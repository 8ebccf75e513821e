//! Progress reporting for backup and restore operations.
//!
//! Provides visual feedback during the archive, seal, and transfer phases.

use indicatif::{MultiProgress, ProgressBar, ProgressStyle};
use std::sync::Arc;

/// Progress reporter for the backup pipeline.
#[derive(Debug, Clone)]
pub struct PipelineProgress {
    multi: Arc<MultiProgress>,
    phase_bar: Option<ProgressBar>,
    transfer_bar: Option<ProgressBar>,
}

impl PipelineProgress {
    pub fn new() -> Self {
        Self {
            multi: Arc::new(MultiProgress::new()),
            phase_bar: None,
            transfer_bar: None,
        }
    }

    /// Starts a spinner for an unsized phase (archiving, sealing).
    pub fn start_phase(&mut self, message: &str) {
        let bar = self.multi.add(ProgressBar::new_spinner());
        bar.set_style(
            ProgressStyle::default_spinner()
                .template("{spinner:.cyan} {msg}")
                .unwrap(),
        );
        bar.set_message(message.to_string());
        bar.enable_steady_tick(std::time::Duration::from_millis(100));
        self.phase_bar = Some(bar);
    }

    /// Finishes the current phase spinner.
    pub fn finish_phase(&self, message: &str) {
        if let Some(bar) = &self.phase_bar {
            bar.finish_with_message(message.to_string());
        }
    }

    /// Starts the transfer phase with a known byte count.
    pub fn start_transfer(&mut self, total_bytes: u64, message: &str) {
        let bar = self.multi.add(ProgressBar::new(total_bytes));
        bar.set_style(
            ProgressStyle::default_bar()
                .template("{msg} [{bar:40.cyan/blue}] {bytes}/{total_bytes} ({percent}%)")
                .unwrap()
                .progress_chars("#>-"),
        );
        bar.set_message(message.to_string());
        self.transfer_bar = Some(bar);
    }

    /// Advances the transfer progress by a number of bytes.
    pub fn inc_transfer(&self, bytes: u64) {
        if let Some(bar) = &self.transfer_bar {
            bar.inc(bytes);
        }
    }

    /// Finishes the transfer phase.
    pub fn finish_transfer(&self, message: &str) {
        if let Some(bar) = &self.transfer_bar {
            bar.finish_with_message(message.to_string());
        }
    }

    /// Finishes and clears every bar.
    pub fn finish_all(&self) {
        if let Some(bar) = &self.phase_bar {
            bar.finish_and_clear();
        }
        if let Some(bar) = &self.transfer_bar {
            bar.finish_and_clear();
        }
    }
}

impl Default for PipelineProgress {
    fn default() -> Self {
        Self::new()
    }
}

#[cfg(test)]
mod tests {
    use super::*;

    #[test]
    fn test_progress_creation() {
        let progress = PipelineProgress::new();
        assert!(progress.phase_bar.is_none());
        assert!(progress.transfer_bar.is_none());
    }

    #[test]
    fn test_progress_lifecycle() {
        let mut progress = PipelineProgress::new();

        progress.start_phase("Archiving...");
        assert!(progress.phase_bar.is_some());
        progress.finish_phase("Archive ready");

        progress.start_transfer(1024, "Uploading...");
        assert!(progress.transfer_bar.is_some());
        progress.inc_transfer(512);
        progress.inc_transfer(512);
        progress.finish_transfer("Upload complete");

        progress.finish_all();
    }
}
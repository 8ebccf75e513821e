//! Shared types for the backup pipeline

use std::collections::HashMap;
use std::path::PathBuf;

use serde::{Deserialize, Serialize};

/// A fully resolved backup invocation. Immutable once constructed; the CLI
/// or scheduler builds one per run and hands it to the pipeline.
#[derive(Debug, Clone)]
pub struct BackupRequest {
    /// File or directory to back up
    pub source_path: PathBuf,
    /// User-chosen label grouping related versions
    pub tag: String,
    /// Version token, caller-supplied or auto-generated
    pub version: String,
    /// Direct backups skip compression and encryption entirely
    pub direct: bool,
    /// Provider key this backup targets
    pub provider_key: String,
    /// Owner of the backup; first path segment under `backups/`
    pub username: String,
}

/// Metadata attached to the uploaded object on the provider side.
#[derive(Debug, Clone, PartialEq, Eq, Serialize, Deserialize)]
pub struct BackupMetadata {
    pub username: String,
    pub tag: String,
    pub version: String,
    pub is_direct: bool,
}

impl BackupMetadata {
    pub fn from_request(request: &BackupRequest) -> Self {
        Self {
            username: request.username.clone(),
            tag: request.tag.clone(),
            version: request.version.clone(),
            is_direct: request.direct,
        }
    }

    /// String map in the shape providers store ("true"/"false" for the flag).
    pub fn to_map(&self) -> HashMap<String, String> {
        HashMap::from([
            ("username".to_string(), self.username.clone()),
            ("tag".to_string(), self.tag.clone()),
            ("version".to_string(), self.version.clone()),
            ("is_direct".to_string(), self.is_direct.to_string()),
        ])
    }
}

#[cfg(test)]
mod tests {
    use super::*;

    #[test]
    fn test_metadata_map_stringifies_direct_flag() {
        let meta = BackupMetadata {
            username: "alice".into(),
            tag: "prod".into(),
            version: "2025.01.01-00.00.00".into(),
            is_direct: true,
        };

        let map = meta.to_map();
        assert_eq!(map["is_direct"], "true");
        assert_eq!(map["username"], "alice");
        assert_eq!(map.len(), 4);
    }
}
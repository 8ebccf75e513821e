//! Google Cloud Storage backend.
//!
//! The only backend that does not speak the S3 protocol. Authenticates with
//! a service-account JSON file resolved through a fixed search order.

use std::path::{Path, PathBuf};

use async_trait::async_trait;
use google_cloud_storage::client::google_cloud_auth::credentials::CredentialsFile;
use google_cloud_storage::client::{Client, ClientConfig};
use google_cloud_storage::http::objects::delete::DeleteObjectRequest;
use google_cloud_storage::http::objects::download::Range;
use google_cloud_storage::http::objects::get::GetObjectRequest;
use google_cloud_storage::http::objects::list::ListObjectsRequest;
use google_cloud_storage::http::objects::upload::{UploadObjectRequest, UploadType};
use google_cloud_storage::http::objects::Object;
use obscure_core::{BackupMetadata, Error, Result};

use crate::traits::{ObjectReader, StorageProvider};

/// Filename searched for in the fallback locations.
pub const SERVICE_ACCOUNT_FILENAME: &str = "gcs-service-account.json";

/// Resolve the service-account file to authenticate with.
///
/// Search order: the configured path, then `~/.obscure/gcs-service-account.json`,
/// then `./gcs-service-account.json`, then `$GOOGLE_APPLICATION_CREDENTIALS`.
pub fn resolve_service_account(configured: Option<&Path>) -> Result<PathBuf> {
    if let Some(path) = configured {
        if path.exists() {
            return Ok(path.to_path_buf());
        }
        return Err(Error::credential_with_hint(
            format!("configured service account file {} does not exist", path.display()),
            "fix the service_account_path in the provider configuration",
        ));
    }

    if let Some(home) = dirs::home_dir() {
        let candidate = home.join(".obscure").join(SERVICE_ACCOUNT_FILENAME);
        if candidate.exists() {
            return Ok(candidate);
        }
    }

    let cwd_candidate = PathBuf::from(SERVICE_ACCOUNT_FILENAME);
    if cwd_candidate.exists() {
        return Ok(cwd_candidate);
    }

    if let Ok(env_path) = std::env::var("GOOGLE_APPLICATION_CREDENTIALS") {
        let candidate = PathBuf::from(env_path);
        if candidate.exists() {
            return Ok(candidate);
        }
    }

    Err(Error::credential_with_hint(
        "no Google Cloud service account file found",
        format!(
            "place {} under ~/.obscure/ or set GOOGLE_APPLICATION_CREDENTIALS",
            SERVICE_ACCOUNT_FILENAME
        ),
    ))
}

/// Google Cloud Storage backend.
pub struct GcsBackend {
    client: Client,
    bucket: String,
}

impl GcsBackend {
    /// Authenticate and connect using a resolved service-account file.
    pub async fn connect(bucket: &str, service_account: &Path) -> Result<Self> {
        let creds = CredentialsFile::new_from_file(
            service_account.to_string_lossy().into_owned(),
        )
        .await
        .map_err(|e| {
            Error::credential_with_hint(
                format!("could not load service account file: {}", e),
                "verify the service account JSON is valid",
            )
        })?;

        let config = ClientConfig::default()
            .with_credentials(creds)
            .await
            .map_err(|e| Error::credential(format!("GCS authentication failed: {}", e)))?;

        Ok(Self {
            client: Client::new(config),
            bucket: bucket.to_string(),
        })
    }

    fn classify(&self, key: &str, err: google_cloud_storage::http::Error) -> Error {
        if is_not_found(&err) {
            return Error::not_found(key);
        }
        Error::transport("Google Cloud Storage", err.to_string(), None)
    }
}

fn is_not_found(err: &google_cloud_storage::http::Error) -> bool {
    matches!(err, google_cloud_storage::http::Error::Response(r) if r.code == 404)
}

#[async_trait]
impl StorageProvider for GcsBackend {
    fn name(&self) -> &str {
        "Google Cloud Storage"
    }

    async fn upload(&self, key: &str, data: Vec<u8>, metadata: &BackupMetadata) -> Result<()> {
        let size = data.len();
        let object = Object {
            name: key.to_string(),
            metadata: Some(metadata.to_map()),
            ..Default::default()
        };

        self.client
            .upload_object(
                &UploadObjectRequest {
                    bucket: self.bucket.clone(),
                    ..Default::default()
                },
                data,
                &UploadType::Multipart(Box::new(object)),
            )
            .await
            .map_err(|e| Error::transport("Google Cloud Storage", e.to_string(), None))?;

        tracing::info!(provider = "gcs", key, size, "uploaded object");
        Ok(())
    }

    async fn exists(&self, key: &str) -> Result<bool> {
        match self
            .client
            .get_object(&GetObjectRequest {
                bucket: self.bucket.clone(),
                object: key.to_string(),
                ..Default::default()
            })
            .await
        {
            Ok(_) => Ok(true),
            Err(err) if is_not_found(&err) => Ok(false),
            Err(err) => Err(self.classify(key, err)),
        }
    }

    async fn download(&self, key: &str) -> Result<ObjectReader> {
        let data = self
            .client
            .download_object(
                &GetObjectRequest {
                    bucket: self.bucket.clone(),
                    object: key.to_string(),
                    ..Default::default()
                },
                &Range::default(),
            )
            .await
            .map_err(|e| self.classify(key, e))?;

        Ok(Box::new(std::io::Cursor::new(data)))
    }

    async fn size(&self, key: &str) -> Result<u64> {
        let object = self
            .client
            .get_object(&GetObjectRequest {
                bucket: self.bucket.clone(),
                object: key.to_string(),
                ..Default::default()
            })
            .await
            .map_err(|e| self.classify(key, e))?;

        Ok(object.size.max(0) as u64)
    }

    async fn list(&self, prefix: &str) -> Result<Vec<String>> {
        let mut keys = Vec::new();
        let mut page_token: Option<String> = None;

        loop {
            let resp = self
                .client
                .list_objects(&ListObjectsRequest {
                    bucket: self.bucket.clone(),
                    prefix: Some(prefix.to_string()),
                    page_token: page_token.clone(),
                    ..Default::default()
                })
                .await
                .map_err(|e| Error::transport("Google Cloud Storage", e.to_string(), None))?;

            if let Some(items) = resp.items {
                keys.extend(items.into_iter().map(|o| o.name));
            }

            match resp.next_page_token {
                Some(token) => page_token = Some(token),
                None => break,
            }
        }

        Ok(keys)
    }

    async fn delete(&self, key: &str) -> Result<()> {
        self.client
            .delete_object(&DeleteObjectRequest {
                bucket: self.bucket.clone(),
                object: key.to_string(),
                ..Default::default()
            })
            .await
            .map_err(|e| self.classify(key, e))?;

        tracing::info!(provider = "gcs", key, "deleted object");
        Ok(())
    }
}
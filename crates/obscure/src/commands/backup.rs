//! Backup command

use std::path::Path;

use anyhow::Result;
use chrono::Local;
use obscure::pipeline;
use obscure_archive::PipelineProgress;
use obscure_core::{auto_version, BackupRequest};
use obscure_storage::{FallbackUpload, StorageProvider};

use crate::cli::BackupArgs;
use crate::output;

pub async fn run(args: BackupArgs, config_path: Option<&Path>) -> Result<()> {
    let config = super::load_config(config_path)?;

    let version = args
        .version
        .clone()
        .unwrap_or_else(|| auto_version(Local::now()));

    let password = if args.direct {
        None
    } else {
        match args.password.clone() {
            Some(p) => Some(p),
            None => Some(super::prompt_password(true)?),
        }
    };

    let mut request = BackupRequest {
        source_path: args.path.clone(),
        tag: args.tag.clone(),
        version,
        direct: args.direct,
        provider_key: String::new(),
        username: config.username.clone(),
    };

    if args.all_providers {
        let mut targets: Vec<pipeline::BackupTarget> = Vec::new();
        for key in config.enabled_provider_keys() {
            let entry = config.provider(&key)?;
            let fallback = super::fallback_for(entry)
                .map(|u| Box::new(u) as Box<dyn FallbackUpload>);
            targets.push((
                key.clone(),
                obscure_storage::create_provider(entry).await?,
                fallback,
            ));
        }

        if targets.is_empty() {
            anyhow::bail!("no enabled providers to back up to");
        }

        let results = pipeline::backup_to_all(&targets, &request, password.as_deref()).await;

        output::header("Backup results");
        let mut failures = 0;
        for (key, outcome) in &results {
            match outcome {
                Ok(o) => output::kv(key, &format!("{} ({})", o.key, output::human_bytes(o.bytes_uploaded))),
                Err(e) => {
                    failures += 1;
                    output::kv(key, &format!("failed: {}", e));
                }
            }
        }

        if let Some(retain) = args.retain {
            for ((key, outcome), (_, provider, _)) in results.iter().zip(&targets) {
                if outcome.is_ok() {
                    prune(provider.as_ref(), &config.username, &args.tag, retain, key).await;
                }
            }
        }

        if failures > 0 {
            anyhow::bail!("{} of {} providers failed", failures, results.len());
        }
        return Ok(());
    }

    let (provider_key, provider) = super::connect_provider(&config, args.provider.as_deref()).await?;
    request.provider_key = provider_key.clone();

    let fallback = super::fallback_for(config.provider(&provider_key)?);

    let mut progress = PipelineProgress::new();
    progress.start_phase(&format!(
        "Backing up {} to {}...",
        args.path.display(),
        provider.name()
    ));

    let outcome = pipeline::backup_to_provider(
        provider.as_ref(),
        fallback.as_ref().map(|u| u as &dyn FallbackUpload),
        &request,
        password.as_deref(),
    )
    .await;
    progress.finish_all();
    let outcome = outcome?;

    if outcome.used_cli_fallback {
        output::warning("SDK upload was rejected; the aws CLI fallback succeeded");
    }

    output::success(&format!(
        "Backed up {} to {} as {} ({})",
        args.path.display(),
        provider.name(),
        outcome.key,
        output::human_bytes(outcome.bytes_uploaded)
    ));

    if let Some(retain) = args.retain {
        prune(provider.as_ref(), &config.username, &args.tag, retain, &provider_key).await;
    }

    Ok(())
}

/// Run retention, reporting but never failing the backup that succeeded.
async fn prune(
    provider: &dyn StorageProvider,
    username: &str,
    tag: &str,
    retain: usize,
    provider_key: &str,
) {
    match obscure_storage::enforce(provider, username, tag, retain).await {
        Ok(report) if report.removed_anything() => {
            output::info(&format!(
                "Pruned {} old version(s) on {}",
                report.deleted.len(),
                provider_key
            ));
        }
        Ok(_) => {}
        Err(err) => {
            output::warning(&format!("retention sweep on {} failed: {}", provider_key, err));
        }
    }
}
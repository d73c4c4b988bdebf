//! Local planar projection for a geographic polygon.
//!
//! An azimuthal equidistant projection on the WGS-84 ellipsoid, centred on
//! the polygon's envelope, is locally accurate to well under the buffer
//! offsets this crate works with (fields are small against the ellipsoid).

use anyhow::{anyhow, Context, Result};
use geo::{BoundingRect, Coord, MapCoords, MultiLineString, Polygon};
use proj4rs::proj::Proj;
use proj4rs::transform::transform;

/// Paired geographic / planar coordinate reference systems.
pub struct LocalProjection {
    geographic: Proj,
    planar: Proj,
}

impl LocalProjection {
    /// Build a projection centred on the envelope of `poly` (degrees,
    /// x = longitude, y = latitude).
    pub fn for_polygon(poly: &Polygon<f64>) -> Result<Self> {
        let origin = poly
            .bounding_rect()
            .ok_or_else(|| anyhow!("cannot project an empty polygon"))?
            .center();

        let geographic = {
            let proj_string = "+proj=longlat +ellps=WGS84 +no_defs +type=crs";
            Proj::from_proj_string(proj_string)
                .with_context(|| format!("failed to build geographic CRS: {proj_string}"))?
        };

        let planar = {
            let proj_string = format!(
                "+proj=aeqd +ellps=WGS84 +lat_0={} +lon_0={} +x_0=0 +y_0=0 +units=m +no_defs +type=crs",
                origin.y, origin.x
            );
            Proj::from_proj_string(&proj_string)
                .with_context(|| format!("failed to build planar CRS: {proj_string}"))?
        };

        Ok(LocalProjection { geographic, planar })
    }

    /// Degrees in, metres out, point-wise.
    pub fn forward<G>(&self, geom: &G) -> Result<G>
    where
        G: MapCoords<f64, f64, Output = G>,
    {
        geom.try_map_coords(|coord: Coord<f64>| {
            let mut point = (coord.x.to_radians(), coord.y.to_radians(), 0.0);
            transform(&self.geographic, &self.planar, &mut point)
                .context("projection transform failed")?;
            Ok::<_, anyhow::Error>(Coord { x: point.0, y: point.1 })
        })
    }

    /// Metres in, degrees out, point-wise.
    pub fn inverse<G>(&self, geom: &G) -> Result<G>
    where
        G: MapCoords<f64, f64, Output = G>,
    {
        geom.try_map_coords(|coord: Coord<f64>| {
            let mut point = (coord.x, coord.y, 0.0);
            transform(&self.planar, &self.geographic, &mut point)
                .context("inverse projection transform failed")?;
            Ok::<_, anyhow::Error>(Coord {
                x: point.0.to_degrees(),
                y: point.1.to_degrees(),
            })
        })
    }

    /// Convenience for the multipath bundles the orchestrator moves around.
    pub fn inverse_paths(&self, paths: &MultiLineString<f64>) -> Result<MultiLineString<f64>> {
        self.inverse(paths)
    }
}

#[cfg(test)]
mod tests {
    use super::*;
    use geo::polygon;

    /// 0.001 degrees of latitude is about 111 m.
    fn small_field() -> Polygon<f64> {
        polygon![
            (x: 0.0, y: 45.0),
            (x: 0.0013, y: 45.0),
            (x: 0.0013, y: 45.0009),
            (x: 0.0, y: 45.0009),
            (x: 0.0, y: 45.0),
        ]
    }

    #[test]
    fn forward_lands_near_the_origin() {
        let poly = small_field();
        let proj = LocalProjection::for_polygon(&poly).unwrap();
        let planar = proj.forward(&poly).unwrap();
        for c in planar.exterior().0.iter() {
            assert!(c.x.abs() < 200.0 && c.y.abs() < 200.0, "coordinate {c:?}");
        }
    }

    #[test]
    fn round_trip_is_sub_micrometre() {
        let poly = small_field();
        let proj = LocalProjection::for_polygon(&poly).unwrap();
        let there = proj.forward(&poly).unwrap();
        let back = proj.inverse(&there).unwrap();
        for (a, b) in poly.exterior().0.iter().zip(back.exterior().0.iter()) {
            // One micrometre is about 9e-12 degrees of latitude.
            assert!((a.x - b.x).abs() < 1e-11);
            assert!((a.y - b.y).abs() < 1e-11);
        }
    }
}
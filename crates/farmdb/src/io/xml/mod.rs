//! ISO 11783-10 XML codec.
//!
//! Parsing goes through a small in-memory element tree so attribute order is
//! preserved for round-tripping; the writer streams straight to the output.

mod read;
mod write;

use std::fs;
use std::path::Path;

use anyhow::{bail, Context, Result};
use quick_xml::events::Event;
use quick_xml::Reader;

use crate::model::{Attrs, FarmDb};

pub use read::read_str;
pub use write::write_document;

/// One parsed XML element: name, attributes in document order, child
/// elements in document order.
#[derive(Clone, Debug, Default)]
pub(crate) struct XmlElem {
    pub name: String,
    pub attrs: Attrs,
    pub children: Vec<XmlElem>,
}

impl XmlElem {
    pub fn attr(&self, key: &str) -> Option<&str> {
        self.attrs
            .iter()
            .find(|(k, _)| k == key)
            .map(|(_, v)| v.as_str())
    }
}

/// Parse a document into its root element.
pub(crate) fn parse_document(text: &str) -> Result<XmlElem> {
    fn elem_from(e: &quick_xml::events::BytesStart<'_>) -> Result<XmlElem> {
        let mut elem = XmlElem {
            name: String::from_utf8_lossy(e.name().as_ref()).into_owned(),
            ..XmlElem::default()
        };
        for attr in e.attributes() {
            let attr = attr.context("malformed attribute")?;
            elem.attrs.push((
                String::from_utf8_lossy(attr.key.as_ref()).into_owned(),
                attr.unescape_value().context("malformed attribute value")?.into_owned(),
            ));
        }
        Ok(elem)
    }

    let mut reader = Reader::from_str(text);
    reader.config_mut().trim_text(true);

    let mut stack: Vec<XmlElem> = Vec::new();
    let mut root: Option<XmlElem> = None;
    loop {
        match reader.read_event().context("XML parse error")? {
            Event::Start(e) => stack.push(elem_from(&e)?),
            Event::Empty(e) => {
                let elem = elem_from(&e)?;
                match stack.last_mut() {
                    Some(parent) => parent.children.push(elem),
                    None if root.is_none() => root = Some(elem),
                    None => bail!("XML parse error: multiple root elements"),
                }
            }
            Event::End(_) => {
                let elem = stack.pop().context("XML parse error: unbalanced element")?;
                match stack.last_mut() {
                    Some(parent) => parent.children.push(elem),
                    None if root.is_none() => root = Some(elem),
                    None => bail!("XML parse error: multiple root elements"),
                }
            }
            Event::Eof => break,
            // Text, comments, declarations and processing instructions carry
            // nothing the task-data model keeps.
            _ => {}
        }
    }
    if !stack.is_empty() {
        bail!("XML parse error: unterminated element <{}>", stack.last().unwrap().name);
    }
    root.ok_or_else(|| anyhow::anyhow!("XML parse error: no root element"))
}

/// Read a task-data document from a plain `.xml` file.
pub fn read_file(path: &Path) -> Result<FarmDb> {
    let text = fs::read_to_string(path)
        .with_context(|| format!("cannot read {}", path.display()))?;
    read_str(&text).with_context(|| format!("{}", path.display()))
}

/// Write a task-data document to a plain `.xml` file.
pub fn write_file(db: &FarmDb, path: &Path) -> Result<()> {
    let document = write_document(db)?;
    fs::write(path, document).with_context(|| format!("cannot write {}", path.display()))
}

■ **Your goal**
The expected answer is a copy of each line above containing "impl".

■ **Result below**
impl PipelineProgress {
impl Default for PipelineProgress {
impl BackupMetadata {
impl GcsBackend {
impl StorageProvider for GcsBackend {
impl LocalProjection {
impl XmlElem {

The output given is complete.